## Task objective
Copy every line in the records below that contains the word "into".

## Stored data
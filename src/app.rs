use crate::cli::{Cli, Commands};
use anyhow::{Context, Result};
use std::path::Path;
use tracing::{Level, debug, warn};
use vcucfg::config::Settings;
use vcucfg::encode::{EncodeOverrides, EncodePlan, PLAN_KEYS};
use vcucfg::params::{
    EncoderParams, create_parameters, schema, supported_formats, supported_sections,
    unmapped_entries,
};
use vcucfg::parser::Document;
use vcucfg::report::{self, OutputFormat, SchemaReport};

pub fn run(cli: Cli) -> Result<()> {
    // Settings must load before logging starts, so a bad file is reported afterwards
    let (settings, settings_error) = match Settings::load() {
        Ok(settings) => (settings, None),
        Err(e) => (Settings::default(), Some(e)),
    };

    init_logging(cli.verbose, &settings);
    if let Some(e) = settings_error {
        warn!("Using default settings: {:#}", e);
    }

    match cli.command {
        Commands::Parse { config, format } => {
            handle_parse(&config, format.unwrap_or(settings.output.format))
        }
        Commands::Params { config, format } => {
            handle_params(&config, format.unwrap_or(settings.output.format))
        }
        Commands::Sections { format } => handle_sections(format.unwrap_or(settings.output.format)),
        Commands::Formats => {
            print!("{}", report::render_formats(supported_formats()));
            Ok(())
        }
        Commands::Encode {
            cfg,
            input,
            output,
            first_picture,
            max_picture,
        } => handle_encode(
            &cfg,
            EncodeOverrides {
                input,
                output,
                first_picture,
                max_picture,
            },
        ),
        Commands::InitConfig => handle_init_config(),
    }
}

fn init_logging(verbose: u8, settings: &Settings) {
    let level = match verbose {
        0 => settings.log_level(),
        1 => Level::INFO,
        2 => Level::DEBUG,
        _ => Level::TRACE,
    };

    tracing_subscriber::fmt()
        .with_max_level(level)
        .with_writer(std::io::stderr)
        .with_target(false)
        .init();
}

fn load_params(document: &Document, path: &Path) -> Result<EncoderParams> {
    for (section, key) in unmapped_entries(document) {
        if PLAN_KEYS.contains(&(section.as_str(), key.as_str())) {
            continue;
        }
        warn!("{}: [{}] {} is not used by any parameter", path.display(), section, key);
    }

    create_parameters(document)
        .with_context(|| format!("Failed to map parameters from {}", path.display()))
}

fn handle_parse(path: &Path, format: OutputFormat) -> Result<()> {
    let document = Document::from_file(path)?;
    debug!(sections = document.len(), "parsed {}", path.display());

    let out = match format {
        OutputFormat::Text => report::render_document(&document),
        structured => report::render_structured(&document, structured)?,
    };
    println!("{}", out.trim_end());
    Ok(())
}

fn handle_params(path: &Path, format: OutputFormat) -> Result<()> {
    let document = Document::from_file(path)?;
    let params = load_params(&document, path)?;

    let out = match format {
        OutputFormat::Text => report::render_params(&params),
        structured => report::render_structured(&params, structured)?,
    };
    println!("{}", out.trim_end());
    Ok(())
}

fn handle_sections(format: OutputFormat) -> Result<()> {
    let out = match format {
        OutputFormat::Text => report::render_sections(supported_sections()),
        structured => {
            let listing = SchemaReport {
                sections: supported_sections(),
                rules: schema(),
            };
            report::render_structured(&listing, structured)?
        }
    };
    println!("{}", out.trim_end());
    Ok(())
}

fn handle_encode(path: &Path, overrides: EncodeOverrides) -> Result<()> {
    let document = Document::from_file(path)?;
    let params = load_params(&document, path)?;
    let plan = EncodePlan::resolve(&document, overrides)
        .with_context(|| format!("Cannot encode with {}", path.display()))?;

    print!("{}", report::render_plan(&plan, &params));
    println!("Dry run: no encoder binding is attached, nothing was written");
    Ok(())
}

fn handle_init_config() -> Result<()> {
    if Settings::exists() {
        let path = Settings::config_path()?;
        let settings = Settings::load()?;
        println!("Settings loaded successfully from {}", path.display());
        println!("{:#?}", settings);
        return Ok(());
    }

    println!("Settings file missing, creating defaults...");
    let path = Settings::default()
        .save()
        .context("Failed to save default settings")?;
    println!("Default settings saved to {}", path.display());
    Ok(())
}
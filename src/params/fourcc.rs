//! FourCC pixel format codes.
//!
//! A FourCC packs four ASCII characters little-endian into a `u32`, so
//! `"NV12"` becomes `'N' | 'V' << 8 | '1' << 16 | '2' << 24`.

use serde::Serialize;

/// Pack four bytes into a FourCC code
pub const fn fourcc_code(code: [u8; 4]) -> u32 {
    u32::from_le_bytes(code)
}

pub const Y800: u32 = fourcc_code(*b"Y800");
pub const Y010: u32 = fourcc_code(*b"Y010");
pub const Y012: u32 = fourcc_code(*b"Y012");
pub const I420: u32 = fourcc_code(*b"I420");
pub const NV12: u32 = fourcc_code(*b"NV12");
pub const P010: u32 = fourcc_code(*b"P010");
pub const P012: u32 = fourcc_code(*b"P012");
pub const NV16: u32 = fourcc_code(*b"NV16");
pub const P210: u32 = fourcc_code(*b"P210");
pub const P212: u32 = fourcc_code(*b"P212");
pub const I444: u32 = fourcc_code(*b"I444");
pub const I4AL: u32 = fourcc_code(*b"I4AL");
pub const I4CL: u32 = fourcc_code(*b"I4CL");

/// A raw pixel format the encoder accepts as input
#[derive(Debug, Clone, Copy, PartialEq, Eq, Serialize)]
pub struct PixelFormat {
    pub name: &'static str,
    pub fourcc: u32,
    pub description: &'static str,
}

/// Input formats understood by `[INPUT] Format`
pub static PIXEL_FORMATS: &[PixelFormat] = &[
    PixelFormat {
        name: "Y800",
        fourcc: Y800,
        description: "8-bit monochrome",
    },
    PixelFormat {
        name: "Y010",
        fourcc: Y010,
        description: "10-bit monochrome",
    },
    PixelFormat {
        name: "Y012",
        fourcc: Y012,
        description: "12-bit monochrome",
    },
    PixelFormat {
        name: "I420",
        fourcc: I420,
        description: "8-bit 4:2:0 planar",
    },
    PixelFormat {
        name: "NV12",
        fourcc: NV12,
        description: "8-bit 4:2:0 semi-planar",
    },
    PixelFormat {
        name: "P010",
        fourcc: P010,
        description: "10-bit 4:2:0 semi-planar",
    },
    PixelFormat {
        name: "P012",
        fourcc: P012,
        description: "12-bit 4:2:0 semi-planar",
    },
    PixelFormat {
        name: "NV16",
        fourcc: NV16,
        description: "8-bit 4:2:2 semi-planar",
    },
    PixelFormat {
        name: "P210",
        fourcc: P210,
        description: "10-bit 4:2:2 semi-planar",
    },
    PixelFormat {
        name: "P212",
        fourcc: P212,
        description: "12-bit 4:2:2 semi-planar",
    },
    PixelFormat {
        name: "I444",
        fourcc: I444,
        description: "8-bit 4:4:4 planar",
    },
    PixelFormat {
        name: "I4AL",
        fourcc: I4AL,
        description: "10-bit 4:2:0 planar",
    },
    PixelFormat {
        name: "I4CL",
        fourcc: I4CL,
        description: "12-bit 4:2:0 planar",
    },
];

/// Find a pixel format by name (case-insensitive, exact)
pub fn find_format(name: &str) -> Option<&'static PixelFormat> {
    PIXEL_FORMATS
        .iter()
        .find(|f| f.name.eq_ignore_ascii_case(name))
}

/// Pack a string into a FourCC, space-padding or truncating to four bytes
pub fn fourcc(text: &str) -> u32 {
    let mut code = [b' '; 4];
    for (slot, byte) in code.iter_mut().zip(text.bytes()) {
        *slot = byte;
    }
    fourcc_code(code)
}

/// Unpack a FourCC into its four characters
pub fn fourcc_to_string(code: u32) -> String {
    code.to_le_bytes().iter().map(|&b| char::from(b)).collect()
}
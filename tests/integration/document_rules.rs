use crate::common::helpers::parse;
use vcucfg::parser::{Document, ParseError, Value, parse_value};

#[test]
fn parsing_twice_gives_equal_documents() {
    let text = "[INPUT]\nWidth = 1920\n[GOP]\nGop.Length = 30\nMode = DEFAULT_GOP\n";
    assert_eq!(parse(text), parse(text));
}

#[test]
fn unit_scaling() {
    assert_eq!(parse_value("1K"), Value::Integer(1000));
    assert_eq!(parse_value("1Ki"), Value::Integer(1024));
    assert_eq!(parse_value("1.5M"), Value::Integer(1_500_000));
    assert_eq!(parse_value("2Gi"), Value::Integer(2 * 1024 * 1024 * 1024));
}

#[test]
fn sign_handling() {
    assert_eq!(parse_value("-10"), Value::Integer(-10));
    assert_eq!(parse_value("+7"), Value::Integer(7));
    assert_eq!(parse_value("-0.5"), Value::Float(-0.5));
}

#[test]
fn boolean_vocabulary() {
    for word in ["enable", "YES", "True"] {
        assert_eq!(parse_value(word), Value::Boolean(true), "{word}");
    }
    for word in ["DISABLE", "no", "false"] {
        assert_eq!(parse_value(word), Value::Boolean(false), "{word}");
    }
}

#[test]
fn digits_are_numbers_not_booleans() {
    assert_eq!(parse_value("1"), Value::Integer(1));
    assert_eq!(parse_value("0"), Value::Integer(0));
}

#[test]
fn fallback_to_text() {
    assert_eq!(parse_value("hello"), Value::from("hello"));
    assert_eq!(parse_value(""), Value::from(""));
    assert_eq!(parse_value("12abc"), Value::from("12abc"));
}

#[test]
fn repeated_sections_merge() {
    let doc = parse("[INPUT]\nWidth = 1280\nHeight = 720\n[GOP]\n[input]\nWidth = 1920\n");
    assert_eq!(doc.len(), 2);

    let input = doc.section("INPUT").unwrap();
    assert_eq!(input.len(), 2);
    assert_eq!(input.get("Width"), Some(&Value::Integer(1920)));
    assert_eq!(input.get("Height"), Some(&Value::Integer(720)));
}

#[test]
fn trailing_comments_are_stripped() {
    let doc = parse("[INPUT]\nWidth = 1920 # pixels\n");
    assert_eq!(doc.get("INPUT", "Width"), Some(&Value::Integer(1920)));
}

#[test]
fn assignment_before_any_section_fails() {
    let err = Document::parse_str("Width = 1920").unwrap_err();
    assert_eq!(
        err,
        ParseError::OutsideSection {
            line: 1,
            key: "Width".to_string()
        }
    );
}

#[test]
fn error_reports_the_offending_line() {
    let err = Document::parse_str("# header comment\n\nBitRate = 4M\n[INPUT]\n").unwrap_err();
    assert!(err.to_string().starts_with("line 3"));
}

#[test]
fn value_keeps_everything_after_first_equals() {
    let doc = parse("[SETTINGS]\nName = a=b\n");
    assert_eq!(doc.get("SETTINGS", "Name"), Some(&Value::from("a=b")));
}

#[test]
fn out_of_range_literal_stays_text() {
    assert_eq!(
        parse_value("-9223372036854775808"),
        Value::from("-9223372036854775808")
    );
    assert_eq!(
        parse_value("99999999999999999999"),
        Value::from("99999999999999999999")
    );
}
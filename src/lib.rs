//! Configuration parsing for VCU AVC/HEVC hardware encoders.
//!
//! A `.cfg` file is read into a [`Document`] of typed values, then mapped
//! onto [`EncoderParams`] through a static schema table.

pub mod config;
pub mod encode;
pub mod params;
pub mod parser;
pub mod report;

pub use encode::{EncodeOverrides, EncodePlan, FrameLimit, PLAN_KEYS, PlanError};
pub use params::{EncoderParams, MappingError, create_parameters};
pub use parser::{Document, ParseError, Value, parse_value};
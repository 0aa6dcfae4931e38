// Tool settings (not encoder configs - those are parsed by `parser`)

use anyhow::{Context, Result};
use serde::{Deserialize, Serialize};
use std::fs;
use std::path::{Path, PathBuf};

use crate::report::OutputFormat;

#[derive(Debug, Clone, Default, PartialEq, Serialize, Deserialize)]
pub struct Settings {
    #[serde(default)]
    pub output: OutputSettings,

    #[serde(default)]
    pub logging: LoggingSettings,
}

#[derive(Debug, Clone, Default, PartialEq, Serialize, Deserialize)]
pub struct OutputSettings {
    /// Default format for `parse`, `params` and `sections` when --format is not given
    #[serde(default)]
    pub format: OutputFormat,
}

#[derive(Debug, Clone, PartialEq, Serialize, Deserialize)]
pub struct LoggingSettings {
    /// Log level when no -v flag is given: error, warn, info, debug, trace
    #[serde(default = "default_log_level")]
    pub level: String,
}

fn default_log_level() -> String {
    "warn".to_string()
}

impl Default for LoggingSettings {
    fn default() -> Self {
        Self {
            level: default_log_level(),
        }
    }
}

impl Settings {
    /// Get the path to the settings file
    pub fn config_path() -> Result<PathBuf> {
        let config_dir = dirs::config_dir()
            .context("Could not determine config directory")?
            .join("vcucfg");

        Ok(config_dir.join("config.toml"))
    }

    /// Load settings from the default location, falling back to defaults
    /// when the file does not exist
    pub fn load() -> Result<Self> {
        Self::load_from(&Self::config_path()?)
    }

    pub fn load_from(path: &Path) -> Result<Self> {
        if !path.exists() {
            return Ok(Settings::default());
        }

        let contents = fs::read_to_string(path)
            .with_context(|| format!("Failed to read settings file: {}", path.display()))?;

        let settings: Settings = toml::from_str(&contents)
            .with_context(|| format!("Failed to parse settings file: {}", path.display()))?;

        Ok(settings)
    }

    /// Save settings to the default location
    pub fn save(&self) -> Result<PathBuf> {
        let path = Self::config_path()?;
        self.save_to(&path)?;
        Ok(path)
    }

    pub fn save_to(&self, path: &Path) -> Result<()> {
        // Create parent directory if it doesn't exist
        if let Some(parent) = path.parent() {
            fs::create_dir_all(parent).with_context(|| {
                format!("Failed to create config directory: {}", parent.display())
            })?;
        }

        let contents = toml::to_string_pretty(self).context("Failed to serialize settings")?;

        fs::write(path, contents)
            .with_context(|| format!("Failed to write settings file: {}", path.display()))?;

        Ok(())
    }

    /// Check if the settings file exists
    pub fn exists() -> bool {
        Self::config_path().map(|p| p.exists()).unwrap_or(false)
    }

    /// Log level from settings, `warn` if unrecognized
    pub fn log_level(&self) -> tracing::Level {
        self.logging.level.parse().unwrap_or(tracing::Level::WARN)
    }
}
use std::fs;
use std::path::{Path, PathBuf};
use tempfile::TempDir;
use vcucfg::parser::Document;

/// Path to a file under tests/fixtures
pub fn fixture(name: &str) -> PathBuf {
    Path::new(env!("CARGO_MANIFEST_DIR"))
        .join("tests")
        .join("fixtures")
        .join(name)
}

/// Write `contents` to a .cfg file in a fresh temp dir.
/// Keep the TempDir alive for as long as the path is used.
pub fn write_cfg(contents: &str) -> (TempDir, PathBuf) {
    let dir = tempfile::tempdir().expect("create temp dir");
    let path = dir.path().join("test.cfg");
    fs::write(&path, contents).expect("write cfg");
    (dir, path)
}

pub fn parse(text: &str) -> Document {
    Document::parse_str(text).expect("document should parse")
}
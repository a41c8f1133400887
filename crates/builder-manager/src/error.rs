#[derive(Debug, thiserror::Error)]
pub enum BuilderManagerError {
    #[error("no such builder for '{0}'")]
    UnknownBuild(String),

    #[error("poll_schedule is not defined")]
    NoPollSchedule,

    #[error("invalid cron schedule '{schedule}': {source}")]
    InvalidSchedule {
        schedule: String,
        #[source]
        source: anyhow::Error,
    },

    #[error(transparent)]
    Builder(#[from] builder::BuilderError),

    #[error(transparent)]
    Store(#[from] store::StoreError),

    #[error(transparent)]
    Other(#[from] anyhow::Error),
}
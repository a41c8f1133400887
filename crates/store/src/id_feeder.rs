use crate::StoreError;
use futures::stream::{BoxStream, StreamExt, TryStreamExt};
use mongodb::bson::{doc, Bson};
use mongodb::options::FindOptions;
use mongodb::Collection;

/// Build an id-batch cursor over `collection`: a `Stream` yielding up to
/// `batch_size` ids at a time, covering every document. This is the
/// "metadata cursor" behind the spec's id-batches (§4.2) -- it only ever
/// reads `_id`, never the document body.
///
/// Implemented with the `coroutines` crate's `try_coroutine`, the same
/// yield-and-resume shape this codebase uses elsewhere to turn a
/// straight-line async loop into a `Stream` without hand-rolling
/// `poll_next`.
pub fn id_feeder(
    collection: Collection<mongodb::bson::Document>,
    batch_size: usize,
) -> BoxStream<'static, Result<Vec<Bson>, StoreError>> {
    coroutines::try_coroutine(move |mut co| async move {
        let opts = FindOptions::builder().projection(doc! { "_id": 1 }).build();
        let mut cursor = collection
            .find(doc! {}, Some(opts))
            .await
            .map_err(StoreError::Connectivity)?;

        let mut batch = Vec::with_capacity(batch_size);
        while let Some(doc) = cursor.try_next().await.map_err(StoreError::Connectivity)? {
            let id = doc
                .get("_id")
                .cloned()
                .ok_or_else(|| StoreError::Malformed("document missing _id".to_string()))?;
            batch.push(id);
            if batch.len() == batch_size {
                () = co.yield_(std::mem::take(&mut batch)).await;
            }
        }
        if !batch.is_empty() {
            () = co.yield_(batch).await;
        }
        Ok(())
    })
    .boxed()
}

## Result of this exercise
//! A FourCC packs four ASCII characters little-endian into a `u32`, so
/// Pack four bytes into a FourCC code
/// Pack a string into a FourCC, space-padding or truncating to four bytes
/// Unpack a FourCC into its four characters
//! A `.cfg` file is read into a [`Document`] of typed values, then mapped
/// straight-line async loop into a `Stream` without hand-rolling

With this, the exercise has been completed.